Mr. Temporary Deputy Speaker, Sir, there is also need to spell out very clearly the Teachers Service Commission (TSC) policy on the selection and appointment of heads of post-primary institutions. It was observed from the evidence, that principals are also overworked due to multiple tasks at school and they lack motivation, since at the moment, the policy on principalship is on deployment. Teachers are removed from the classroom and deployed to become deputies. Some become heads directly without anything reflecting the same on the pay-slip. This is an added responsibility. Therefore, the Committee recommends that instead of deploying, they need to appoint, especially having gone through the serious rigorous training of principals, so that they are paid for the extra work that they do in the form of responsibility allowances.
There was also evidence that some deputies and teachers also were inciting students to chase away the principals in order for them to take over the leadership of the schools. To curb this, the Committee urges the TSC and the Ministry of Education to develop a clear policy on succession in schools, so that a deputy or a teacher in a particular school does not start eyeing that direct office of the principal of the same school.
Mr. Temporary Deputy Speaker, Sir, the Committee noted that some Boards of Governors (BOGs) and Parents Teachers Associations (PTAs) are ineffective in their work and have concentrated more on the financial matters in our institutions at the expense of the welfare of the students and their academic performance. To ensure effective and efficient management of schools, the Committee recommends that BOGs be strictly constituted based on academic qualifications, competence and commitment and that the members of the BOGs be inducted on school
4090 PARLIAMENTARY DEBATES December 11, 2008 management and administration and be empowered to deal with cases of indiscipline.
Parental guidance also plays a crucial role. Some parents have left their children to the teachers. Some children are taken to boarding schools even at the Early Childhood Development (ECD) level which is a very tender age. Some parents have also over-provided their students with excess pocket money while some students are also exposed to domestic violence at homes. The Committee calls upon the parents to take up their responsibilities in guiding and counselling their children during childhood. The schools also should regulate students pocket monies which must be deposited with the school administration.
Mr. Temporary Deputy Speaker, Sir, on boarding primary schools, we as a Committee recommend that we need to discourage the boarding primary schools for children below 11 years of age. That, therefore, means that we propose that in our country we only allow boarding schools starting from age 11 or at Standard Five so that at the tender age, our children are with their parents. That will mould the child to develop very important skills in their lives.

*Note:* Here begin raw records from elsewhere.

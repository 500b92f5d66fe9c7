//! GeoTIFF / COG band loader.
//!
//! Only the part of an asset that a tile needs is transferred:
//!
//! ```text
//!   range [0, block) ──► parse IFD ──► missing byte? ──► range [pos, pos + block) ─┐
//!                           ▲                                                     │
//!                           └─────────────────────────────────────────────────────┘
//!                           │ layout: georeferencing, chunk offsets
//!                           ▼
//!   tile GeoBox ──► source pixel window ──► intersecting chunks ──► coalesced ranges
//!                                                                       │
//!                                  decode chunks (blocking pool) ◄──────┘
//!                                           │
//!                                           ▼
//!                                 resample onto the GeoBox
//! ```
//!
//! Fetches for all `(scene, band)` pairs of a job run concurrently, bounded
//! by `io_concurrency`. A window larger than `max_window_bytes` fails the
//! job with [`LoadError::WindowTooLarge`] instead of being decoded.

use std::collections::BTreeMap;
use std::io::{self, Read, Seek, SeekFrom};
use std::ops::Range;

use rayon::prelude::*;
use tiff::decoder::{Decoder, DecodingResult, Limits};
use tiff::tags::Tag;
use tokio::sync::Semaphore;
use tracing::{debug, instrument};

use super::projection::SourceCrs;
use super::{mosaic_by_solar_day, LoadError, Raster, SceneLayers, SceneLoader, SCL_BAND};
use crate::catalog::Scene;
use crate::grid::GeoBox;
use crate::http::AsyncHttpClient;

/// Maximum concurrent asset downloads per job.
pub const DEFAULT_IO_CONCURRENCY: usize = 16;

/// Size of each range request used to read TIFF headers.
pub const DEFAULT_BLOCK_BYTES: u64 = 64 * 1024;

/// Largest decoded source window of one asset.
pub const DEFAULT_MAX_WINDOW_BYTES: usize = 128 * 1024 * 1024;

/// Largest decoded buffer of a single TIFF chunk.
const MAX_CHUNK_DECODE_BYTES: usize = 64 * 1024 * 1024;

const MAX_HEADER_ROUNDS: usize = 16;

/// Ranges closer than this are fetched as one request.
const COALESCE_GAP_BYTES: u64 = 16 * 1024;

/// Source pixels added around the projected tile footprint.
const WINDOW_PADDING: f64 = 2.0;

/// Points sampled along each footprint edge when projecting it.
const EDGE_SAMPLES: usize = 16;

const TAG_MODEL_PIXEL_SCALE: u16 = 33550;
const TAG_MODEL_TIEPOINT: u16 = 33922;
const TAG_GEO_KEY_DIRECTORY: u16 = 34735;

const GEOKEY_GEOGRAPHIC_TYPE: u16 = 2048;
const GEOKEY_PROJECTED_CS_TYPE: u16 = 3072;

/// How source pixels are sampled onto the output grid.
#[derive(Debug, Clone, Copy, PartialEq, Eq)]
pub enum Resampling {
    Nearest,
    /// Falls back to nearest where a neighbour is missing or zero.
    Bilinear,
}

/// Loads scene assets from GeoTIFF files over HTTP range requests.
pub struct GeoTiffLoader<C: AsyncHttpClient> {
    client: C,
    io_concurrency: usize,
    block_bytes: u64,
    max_window_bytes: usize,
}
//! Completion counters for a dispatched batch.

use std::sync::atomic::{AtomicUsize, Ordering};
use std::sync::Arc;

/// Called after each chunk finishes with `(finished, total)`.
pub type ProgressCallback = Arc<dyn Fn(usize, usize) + Send + Sync>;

/// Shared counters updated by dispatch tasks.
///
/// Counts only grow; `finished()` reaches `total()` when every chunk has
/// either returned a result or exhausted its retries.
#[derive(Clone)]
pub struct DispatchProgress {
    total: Arc<AtomicUsize>,
    completed: Arc<AtomicUsize>,
    failed: Arc<AtomicUsize>,
    retries: Arc<AtomicUsize>,
    callback: Option<ProgressCallback>,
}

impl std::fmt::Debug for DispatchProgress {
    fn fmt(&self, f: &mut std::fmt::Formatter<'_>) -> std::fmt::Result {
        f.debug_struct("DispatchProgress")
            .field("total", &self.total())
            .field("completed", &self.completed())
            .field("failed", &self.failed())
            .field("retries", &self.retries())
            .finish()
    }
}

impl Default for DispatchProgress {
    fn default() -> Self {
        Self::new()
    }
}

impl DispatchProgress {
    pub fn new() -> Self {
        Self {
            total: Arc::new(AtomicUsize::new(0)),
            completed: Arc::new(AtomicUsize::new(0)),
            failed: Arc::new(AtomicUsize::new(0)),
            retries: Arc::new(AtomicUsize::new(0)),
            callback: None,
        }
    }

    pub fn with_callback(mut self, callback: ProgressCallback) -> Self {
        self.callback = Some(callback);
        self
    }

    pub fn total(&self) -> usize {
        self.total.load(Ordering::SeqCst)
    }

    /// Chunks that returned a result.
    pub fn completed(&self) -> usize {
        self.completed.load(Ordering::SeqCst)
    }

    /// Chunks that exhausted their retries.
    pub fn failed(&self) -> usize {
        self.failed.load(Ordering::SeqCst)
    }

    /// Retry attempts made across all chunks.
    pub fn retries(&self) -> usize {
        self.retries.load(Ordering::SeqCst)
    }

    pub fn finished(&self) -> usize {
        self.completed() + self.failed()
    }

    pub(crate) fn add_submitted(&self, count: usize) {
        self.total.fetch_add(count, Ordering::SeqCst);
    }

    pub(crate) fn mark_retry(&self) {
        self.retries.fetch_add(1, Ordering::SeqCst);
    }

    pub(crate) fn mark_completed(&self) {
        self.completed.fetch_add(1, Ordering::SeqCst);
        self.notify();
    }

    pub(crate) fn mark_failed(&self) {
        self.failed.fetch_add(1, Ordering::SeqCst);
        self.notify();
    }

    fn notify(&self) {
        if let Some(callback) = &self.callback {
            callback(self.finished(), self.total());
        }
    }
}

#[cfg(test)]
mod tests {
    use super::*;

    #[test]
    fn test_progress_counts() {
        let progress = DispatchProgress::new();
        progress.add_submitted(3);
        progress.mark_completed();
        progress.mark_retry();
        progress.mark_failed();

        assert_eq!(progress.total(), 3);
        assert_eq!(progress.completed(), 1);
        assert_eq!(progress.failed(), 1);
        assert_eq!(progress.retries(), 1);
        assert_eq!(progress.finished(), 2);
    }

    #[test]
    fn test_clones_share_counters() {
        let progress = DispatchProgress::new();
        let clone = progress.clone();
        clone.mark_completed();
        assert_eq!(progress.completed(), 1);
    }

    #[test]
    fn test_callback_sees_running_count() {
        let seen = Arc::new(parking_lot::Mutex::new(Vec::new()));
        let sink = seen.clone();
        let progress = DispatchProgress::new()
            .with_callback(Arc::new(move |done, total| sink.lock().push((done, total))));
        progress.add_submitted(2);
        progress.mark_completed();
        progress.mark_failed();
        assert_eq!(*seen.lock(), vec![(1, 2), (2, 2)]);
    }
}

In our country today, under-staffing continues to persist in schools with serious implications on the implementation of the curriculum. Students are not adequately prepared and this triggers unrest especially when such teachers are transferred without replacements. Most of the schools strike because a teacher is transferred and the students do not anticipate a replacement which is a serious issue.
Mr. Temporary Deputy Speaker, Sir, the Government should move fast to provide adequate budgetary allocation for the TSC and the Ministry, to recruit and deploy more teachers if we want to really see lasting peace in our institutions.
Teachers' morale was found to be very low. They are still poorly paid compared to other civil servants and that is already in the public domain. I want to thank the Minister and the entire Ministry for embracing dialogue so that an amicable solution is found. We want, as a Committee, to encourage this dialogue and discussions that they become fruitful so that we have a motivated teacher working with our students.
Mr. Temporary Deputy Speaker, Sir, some teachers do not conform to the professional ethics and norms. This has left students with no option but to reject them through strikes. This could be avoided if the code of regulations governing the conduct of teachers is strictly adhered to in ensuring that teachers conform to the professional ethics. There appears to be a widely held view that non-performing teachers who have overstayed in schools incite students against new administrations to ensure "business as usual". The Committee recommends to the TSC to adopt a system of reshuffling teachers every five years, particularly if the performance of such teachers warrants such action.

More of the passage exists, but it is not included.